Summary Objective The initiation/progression factors of osteoarthritic (OA) cartilage degeneration and the involved biological mechanisms remain rather enigmatic. One core reason for this might be a cellular senescence-like phenotype of OA chondrocytes, which might show a fundamentally different behavior pattern unexpected from the biological mechanism established in young cells. Design This study was designed to investigate one core property of senescent cells, the heterogeneity of gene expression, in OA chondrocytes by double-labeling immunolocalization using two genes (vimentin, S-100 protein) as surrogates, which are constitutively expressed by (normal) chondrocytes.
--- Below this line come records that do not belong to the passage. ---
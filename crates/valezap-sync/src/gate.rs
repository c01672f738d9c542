use serde::Serialize;

#[derive(Debug, Clone, Copy, PartialEq, Eq, Serialize)]
#[serde(rename_all = "snake_case")]
pub enum GateState {
    Idle,
    AwaitingReply,
}

/// Single-flight turn control: one outbound user message may wait for its
/// assistant reply at a time. Memory only; a fresh gate is always idle.
#[derive(Debug)]
pub struct SendGate {
    state: GateState,
    /// Pending temp id of the send that latched the gate.
    turn: Option<String>,
}

impl Default for SendGate {
    fn default() -> Self {
        Self::new()
    }
}

impl SendGate {
    pub fn new() -> Self {
        Self {
            state: GateState::Idle,
            turn: None,
        }
    }

    pub fn state(&self) -> GateState {
        self.state
    }

    pub fn is_idle(&self) -> bool {
        self.state == GateState::Idle
    }

    /// Accept `text` if the gate is idle and the text is not blank. On
    /// acceptance the gate latches and the trimmed text is returned; a
    /// rejection has no side effect.
    pub fn try_enter<'a>(&mut self, text: &'a str) -> Option<&'a str> {
        let trimmed = text.trim();
        if trimmed.is_empty() || self.state == GateState::AwaitingReply {
            return None;
        }
        self.state = GateState::AwaitingReply;
        self.turn = None;
        Some(trimmed)
    }

    /// Record which send holds the latch. Ignored when idle.
    pub fn assign_turn(&mut self, turn: &str) {
        if self.state == GateState::AwaitingReply {
            self.turn = Some(turn.to_string());
        }
    }

    /// Returns `true` if the gate was latched.
    pub fn release(&mut self) -> bool {
        let was_latched = self.state == GateState::AwaitingReply;
        self.state = GateState::Idle;
        self.turn = None;
        was_latched
    }

    /// Release only if `turn` is the send holding the latch. A late result
    /// from an earlier turn leaves a newer turn latched.
    pub fn release_turn(&mut self, turn: &str) -> bool {
        if self.turn.as_deref() == Some(turn) {
            self.release()
        } else {
            false
        }
    }
}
The level of genomic DNA damage in OA chondrocytes was compared to normal chondrocytes and in vitro experiments designed to demonstrate that stochastic genomic DNA damage is able to induce heterogeneity of gene expression in chondrocytes. Results We show a significantly increased heterogeneity of gene expression for vimentin and S-100 protein as well as a significantly increased genomic DNA damage in the OA compared to normal chondrocytes, whereas no evidence of critical telomere shortening was found. In vitro experiments demonstrated that stochastic genomic DNA damage induced by increased oxidative or genotoxic stress is able to induce the heterogeneity in gene expression found in the OA cells in situ. Conclusions Our results suggest that OA chondrocytes show a special form of age-related cell degeneration, “progressive/stress-induced senescence”, progressing over time due to accumulated DNA damage and subsequent chaotic gene activation pattern. This promotes increased malfunctioning of the cells and finally the loss of their capacity to keep up cell and tissue homeostasis, i.e., prevent OA.